The lithium project licences are tabled below:

Table of Concessions - Mali Lithium projects

 

Tenements

Country

Kodal Ownership

Project/Joint Venture

Validity

Kolassokoro

Mali

Held through Option to Purchase Agreement giving right to acquire up to 90% economic interest

Bougouni Project

Licence valid and in good standing.

Renewal received dated 19 September 2017 and valid for 2 years.

Madina

Mali

Held through Option to Purchase Agreement giving right to acquire up to 90% economic interest

Bougouni Project

Licence valid and in good standing.

Renewal received dated 19 September 2017 and valid for 2 years.

Diendio Sud

Mali

Held through Option to Purchase Agreement giving right to acquire up to 90% economic interest

Diendio Project

Licence valid and in good standing. First renewal expired on 30/4/2016.  Application for renewal for a further 2 years submitted and awaiting formal approval; all fees paid.

 

Diossyan Sud

Mali

Held through Option to Purchase Agreement giving right to acquire up to 90% economic interest

Diendio Project

Licence valid and in good standing.

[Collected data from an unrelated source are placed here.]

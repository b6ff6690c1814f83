//! # docchat-core
//!
//! Shared vocabulary for the docchat crates.
//!
//! ## Overview
//!
//! - [`Mode`] - response verbosity (concise or detailed)
//! - [`Llm`] - the text-generation collaborator
//! - [`WebSearch`] - the optional web-search collaborator and its sentinel strings
//! - [`DocChatError`] - the error taxonomy shared across crate boundaries
//!
//! Concrete model clients live in `docchat-model`, the SerpAPI client in
//! `docchat-tool`, and the retrieval core in `docchat-rag`.

pub mod error;
pub mod llm;
pub mod mode;
pub mod search;

pub use error::{DocChatError, Result};
pub use llm::Llm;
pub use mode::Mode;
pub use search::{
    NO_RESULTS, SEARCH_ERROR_PREFIX, SEARCH_UNAVAILABLE_PREFIX, WebSearch, is_search_sentinel,
};
//! Per-user chat state: mode, message history and the loaded document.

use std::fmt;

use chrono::{DateTime, Utc};
use docchat_core::Mode;
use docchat_rag::{Document, IndexSummary, RagError};
use serde::{Deserialize, Serialize};
use tracing::{info, warn};
use uuid::Uuid;

use crate::service::{AnswerService, SessionState};

/// Who produced a [`Message`].
#[derive(Debug, Clone, Copy, PartialEq, Eq, Serialize, Deserialize)]
#[serde(rename_all = "lowercase")]
pub enum Role {
    User,
    Assistant,
}

impl fmt::Display for Role {
    fn fmt(&self, f: &mut fmt::Formatter<'_>) -> fmt::Result {
        match self {
            Role::User => f.write_str("user"),
            Role::Assistant => f.write_str("assistant"),
        }
    }
}

/// One entry of the chat history.
#[derive(Debug, Clone, PartialEq, Serialize, Deserialize)]
pub struct Message {
    pub role: Role,
    pub content: String,
    /// Mode active when the message was produced.
    pub mode: Mode,
    pub timestamp: DateTime<Utc>,
}

impl Message {
    fn new(role: Role, content: impl Into<String>, mode: Mode) -> Self {
        Self { role, content: content.into(), mode, timestamp: Utc::now() }
    }
}

/// Outcome of [`Session::upload_text`].
#[derive(Debug, Clone, PartialEq, Eq)]
pub enum UploadReport {
    /// The document was indexed.
    Loaded(IndexSummary),
    /// The document had no non-blank lines; the previous one stays loaded.
    Empty,
    /// Indexing failed for another reason.
    Failed(String),
}

impl UploadReport {
    fn from_load(result: docchat_rag::Result<IndexSummary>) -> Self {
        match result {
            Ok(summary) => UploadReport::Loaded(summary),
            Err(RagError::InputError(_)) => UploadReport::Empty,
            Err(e) => UploadReport::Failed(e.to_string()),
        }
    }

    /// Whether the document is now the active one.
    pub fn is_loaded(&self) -> bool {
        matches!(self, UploadReport::Loaded(_))
    }
}

impl fmt::Display for UploadReport {
    fn fmt(&self, f: &mut fmt::Formatter<'_>) -> fmt::Result {
        match self {
            UploadReport::Loaded(summary) => {
                write!(f, "File loaded! ({} lines)", summary.chunk_count)
            }
            UploadReport::Empty => f.write_str("File is empty"),
            UploadReport::Failed(reason) => write!(f, "Upload failed: {reason}"),
        }
    }
}

/// Snapshot returned by [`Session::status`].
#[derive(Debug, Clone, PartialEq, Eq, Serialize, Deserialize)]
pub struct SessionStatus {
    pub session_id: Uuid,
    pub mode: Mode,
    pub message_count: usize,
    pub state: SessionState,
    pub document: Option<IndexSummary>,
    pub web_search: bool,
}

/// A chat session over one document at a time.
pub struct Session {
    id: Uuid,
    created_at: DateTime<Utc>,
    mode: Mode,
    messages: Vec<Message>,
    service: AnswerService,
}

impl Session {
    /// Start a session in concise mode with an empty history.
    pub fn new(service: AnswerService) -> Self {
        Self {
            id: Uuid::new_v4(),
            created_at: Utc::now(),
            mode: Mode::default(),
            messages: Vec::new(),
            service,
        }
    }

    pub fn id(&self) -> Uuid {
        self.id
    }

    pub fn created_at(&self) -> DateTime<Utc> {
        self.created_at
    }

    pub fn mode(&self) -> Mode {
        self.mode
    }

    pub fn set_mode(&mut self, mode: Mode) {
        if self.mode != mode {
            info!(session.id = %self.id, %mode, "response mode changed");
        }
        self.mode = mode;
    }

    pub fn service(&self) -> &AnswerService {
        &self.service
    }

    /// Index `text` under the name `name`, replacing the current document.
    pub async fn upload_text(&mut self, name: &str, text: &str) -> UploadReport {
        let result = self.service.upload(&Document::new(name, text)).await;
        if let Err(e) = &result {
            warn!(session.id = %self.id, document.id = name, error = %e, "upload rejected");
        }
        UploadReport::from_load(result)
    }

    /// Ask a question in the active mode and record both sides in the history.
    ///
    /// Blank questions are ignored and return `None`.
    pub async fn ask(&mut self, query: &str) -> Option<String> {
        let query = query.trim();
        if query.is_empty() {
            return None;
        }

        self.messages.push(Message::new(Role::User, query, self.mode));
        let answer = self.service.answer(query, self.mode).await;
        self.messages.push(Message::new(Role::Assistant, answer.clone(), self.mode));
        Some(answer)
    }

    /// The history, oldest first.
    pub fn messages(&self) -> &[Message] {
        &self.messages
    }

    /// Empty the history. The loaded document and mode are kept.
    pub fn clear(&mut self) {
        self.messages.clear();
    }

    pub async fn status(&self) -> SessionStatus {
        let document = self.service.engine().summary().await;
        SessionStatus {
            session_id: self.id,
            mode: self.mode,
            message_count: self.messages.len(),
            state: if document.is_some() { SessionState::Ready } else { SessionState::NoDocument },
            document,
            web_search: self.service.web_search_enabled(),
        }
    }
}
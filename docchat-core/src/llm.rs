//! The text-generation collaborator.

use async_trait::async_trait;

use crate::error::Result;
use crate::mode::Mode;

/// A large language model that turns a prompt into answer text.
///
/// Implementations should map every transport or API failure to
/// [`DocChatError::Provider`](crate::DocChatError::Provider); callers render
/// that error as the visible answer instead of stopping the session.
///
/// # Example
///
/// ```rust,ignore
/// use docchat_core::{Llm, Mode};
///
/// let text = model.generate("Answer the following question: ...", Mode::Concise).await?;
/// ```
#[async_trait]
pub trait Llm: Send + Sync {
    /// Model name, used in logs.
    fn name(&self) -> &str;

    /// Generate a response for `prompt` using the system instruction for `mode`.
    async fn generate(&self, prompt: &str, mode: Mode) -> Result<String>;
}
//! Error types for the `docchat-rag` crate.

use docchat_core::DocChatError;
use thiserror::Error;

/// Errors that can occur in retrieval operations.
#[derive(Debug, Error)]
pub enum RagError {
    /// An error occurred during embedding generation.
    #[error("Embedding error ({provider}): {message}")]
    EmbeddingError {
        /// The embedding provider that produced the error.
        provider: String,
        /// A description of the failure.
        message: String,
    },

    /// The vector index could not be built from the supplied entries.
    #[error("Index error: {0}")]
    IndexError(String),

    /// The uploaded document cannot be indexed.
    #[error("Input error: {0}")]
    InputError(String),

    /// A configuration validation error.
    #[error("Configuration error: {0}")]
    ConfigError(String),
}

impl RagError {
    pub(crate) fn embedding(provider: impl Into<String>, message: impl Into<String>) -> Self {
        Self::EmbeddingError { provider: provider.into(), message: message.into() }
    }
}

impl From<RagError> for DocChatError {
    fn from(err: RagError) -> Self {
        match err {
            RagError::EmbeddingError { provider, message } => {
                DocChatError::Provider { provider, message }
            }
            RagError::InputError(message) => DocChatError::Input(message),
            RagError::ConfigError(message) => DocChatError::Config(message),
            RagError::IndexError(message) => DocChatError::Input(message),
        }
    }
}

/// A convenience result type for retrieval operations.
pub type Result<T> = std::result::Result<T, RagError>;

First renewal expired on 2/5/2016. Application for renewal for a further 2 years submitted and awaiting formal approval; all fees paid.

 

Manankoro Nord

Mali

Held through Option to Purchase Agreement giving right to acquire up to 90% economic interest

Diendio Project

Licence valid and in good standing.

Licence is in the form of a signed convention dated 21/01/2013.  The convention is the first stage of being granted a licence and it is normal to apply for an arrêté to continue exploration on areas of anomalism or geological interest.

The Group has applied for the arrêté and paid all fees.  Upon grant, the arrêté will be valid for 3 years, with right for renewals each for 2 years.

All licences remain valid and in good standing pending receipt of formal documents for renewals or arrêtésin respect of which the Company has received letters from the Directorate Nationale de la Géologie et des Mines ("DNGM", Malian National Directorate of Geology and Mines) confirming all such applications are complete and in process. 

Bougouni Lithium Project Exploration Highlights

Exploration Drilling and Geological Exploration

Since acquiring the Bougouni Lithium project in August and September of 2016, Kodal has been actively exploring this highly prospective area.  The Company has completed two stages of exploration drilling that total 76 reverse circulation drill holes for 10,260m drilled and 5 diamond drill holes for 362m drilled.  The exploration drilling has targeted six prospects within the Bougouni Lithium project, with approximately 60% of the drilling metres targeting the Ngoualana prospect where high-grade lithium mineralisation has been encountered in a spodumene rich pegmatite vein. Exploration drilling and geological mapping has now identified a high-grade pegmatite vein that extends for over 650m strike length, has been drill tested to approximately 200m vertically and remains open along strike and at depth.  This is a key target for further drilling for Kodal in the new field season.

In addition, exploration drilling has targeted new prospect areas where high-grade lithium mineralisation has been identified in early stage geological mapping and rock-chip sampling and areas where surface mineralisation has been identified that has potential to host shallow, high-grade mineralisation.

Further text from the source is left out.